The current wrangle over donations founders on two things. First, parity – will the Tories take enough from Labour through capping union donations or fragmenting them and, conversely, will Labour block enough of the funnel that leads from big business to the Tories?
The “fairness” battle between Labour and the Tories is an odd one, but pragmatically I accept they both need to be happy with the outcome. Personally I’d ban all collective donations to political parties – corporations and unions (collectively) unbalance politics with large donations and are in that way undemocratic, although unions’ other activities remain vital. So by all means make it easy for individual Labour-supporting trade unionists to give to their party, or indeed trade unionists who support any other party to give as they wish. Similarly, individual shareholders are people too, and if they want to give to the Tories or to any other party, fine, so be it.

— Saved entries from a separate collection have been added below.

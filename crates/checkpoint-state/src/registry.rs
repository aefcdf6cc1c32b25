//! # Registry
//!
//! The repository collaborator: one [`Store`] per record kind, plus the
//! read-side lookups that span them.
//!
//! Lock order: a closure running under the crossings write lock may read
//! toll offices, never the reverse. No other store is locked while another
//! is held.

use std::collections::HashMap;

use checkpoint_core::{
    AnomalyId, CountryCode, CrossingId, DocumentId, PersonId, TollOfficeId,
};
use chrono::{DateTime, Utc};

use crate::crossing::CrossingRecord;
use crate::document::{Document, DocumentAnomaly};
use crate::face::{best_match, FaceMatcher};
use crate::query::{CrossingFilter, TrafficQuery};
use crate::reference::{Person, RequiredDocument, TollOffice};
use crate::store::Store;

/// All stores backing the service. Clones share data.
#[derive(Debug, Clone, Default)]
pub struct Registry {
    /// Crossings, each owning its documents and their anomalies.
    pub crossings: Store<CrossingId, CrossingRecord>,
    /// Border checkpoints.
    pub toll_offices: Store<TollOfficeId, TollOffice>,
    /// Travelers.
    pub persons: Store<PersonId, Person>,
    /// Required-document links, one entry per country.
    pub required_documents: Store<CountryCode, RequiredDocument>,
}

impl Registry {
    /// Create an empty registry.
    pub fn new() -> Self {
        Self::default()
    }

    // ── Toll offices ────────────────────────────────────────────────

    /// Create and store a toll office.
    pub fn add_toll_office(&self, country: CountryCode) -> TollOffice {
        let toll = TollOffice::new(country);
        self.toll_offices.insert(toll.id, toll.clone());
        tracing::info!(toll_id = %toll.id, country = %toll.country, "toll office added");
        toll
    }

    /// Country of a toll office.
    pub fn toll_country(&self, id: TollOfficeId) -> Option<CountryCode> {
        self.toll_offices.get(&id).map(|t| t.country)
    }

    // ── Required documents ──────────────────────────────────────────

    /// Replace the links required by one country.
    pub fn set_required_documents(&self, required: RequiredDocument) {
        self.required_documents
            .insert(required.country.clone(), required);
    }

    /// Links required by the given countries, visiting each distinct country
    /// once in argument order. Countries without an entry contribute nothing.
    pub fn required_links(&self, countries: &[CountryCode]) -> Vec<String> {
        let mut seen: Vec<&CountryCode> = Vec::with_capacity(countries.len());
        let mut links = Vec::new();
        for country in countries {
            if seen.contains(&country) {
                continue;
            }
            seen.push(country);
            if let Some(required) = self.required_documents.get(country) {
                links.extend(required.links);
            }
        }
        links
    }

    // ── Persons ─────────────────────────────────────────────────────

    /// Create and store a person from a reference photo.
    pub fn add_person(&self, photo: Vec<u8>) -> Person {
        let person = Person::new(photo);
        self.persons.insert(person.id, person.clone());
        tracing::info!(person_id = %person.id, "person added");
        person
    }

    /// Best face match for `photo` among all persons.
    pub fn match_person(&self, matcher: &dyn FaceMatcher, photo: &[u8]) -> Option<(PersonId, f32)> {
        let persons = self.persons.list();
        best_match(matcher, &persons, photo)
    }

    /// Crossings associated with a person, or `None` if the person is unknown.
    pub fn person_crossings(&self, id: PersonId) -> Option<Vec<CrossingRecord>> {
        let person = self.persons.get(&id)?;
        Some(
            person
                .crossing_ids
                .iter()
                .filter_map(|cid| self.crossings.get(cid))
                .collect(),
        )
    }

    // ── Documents and anomalies ─────────────────────────────────────

    /// Locate a document across all crossings.
    pub fn find_document(&self, id: DocumentId) -> Option<Document> {
        self.crossings
            .find_map(|c| c.documents.iter().find(|d| d.id == id).cloned())
    }

    /// Locate an anomaly across all documents.
    pub fn find_anomaly(&self, id: AnomalyId) -> Option<DocumentAnomaly> {
        self.crossings.find_map(|c| {
            c.documents
                .iter()
                .flat_map(|d| d.anomalies.iter())
                .find(|a| a.id == id)
                .cloned()
        })
    }

    /// Every anomaly on every document.
    pub fn anomalies(&self) -> Vec<DocumentAnomaly> {
        self.crossings
            .list()
            .into_iter()
            .flat_map(|c| c.documents)
            .flat_map(|d| d.anomalies)
            .collect()
    }

    // ── Queries ─────────────────────────────────────────────────────

    /// Crossings passing `filter`.
    pub fn list_crossings(&self, filter: &CrossingFilter) -> Vec<CrossingRecord> {
        self.crossings.filter(|c| filter.matches(c))
    }

    /// Road crossings matching `query`, with the window resolved against `now`.
    pub fn crossings_between(&self, query: &TrafficQuery, now: DateTime<Utc>) -> Vec<CrossingRecord> {
        let countries: HashMap<TollOfficeId, CountryCode> = self
            .toll_offices
            .list()
            .into_iter()
            .map(|t| (t.id, t.country))
            .collect();
        let window = query.window(now);
        self.crossings.filter(|c| {
            let entry = c.entry_toll_id.and_then(|t| countries.get(&t));
            let exit = c.exit_toll_id.and_then(|t| countries.get(&t));
            query.matches(c, entry, exit, &window)
        })
    }
}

Second, what about state funding? The public won’t wear state funding, we’re told, although the return on investment would be substantial if the quid pro quid was a system capable of ending the money-go-round. And the large parties won’t wear living on the small and capped donations of their members. So where else could the money come from for state funding?
Well, here’s a crazy interim idea. Donations. Eh? What? Here’s the idea. Take 50% of every donation to every political party and redistribute it according to the votes cast at the last election (or a rolling average across types of election). A hypothecated tax, if you will. A big donor would know that his or her preferred party will benefit most from their donation, but their donation would also be supporting fair funding for other parties too. Yes, it’s crazy. Other suggestions welcome. We can’t go on like this.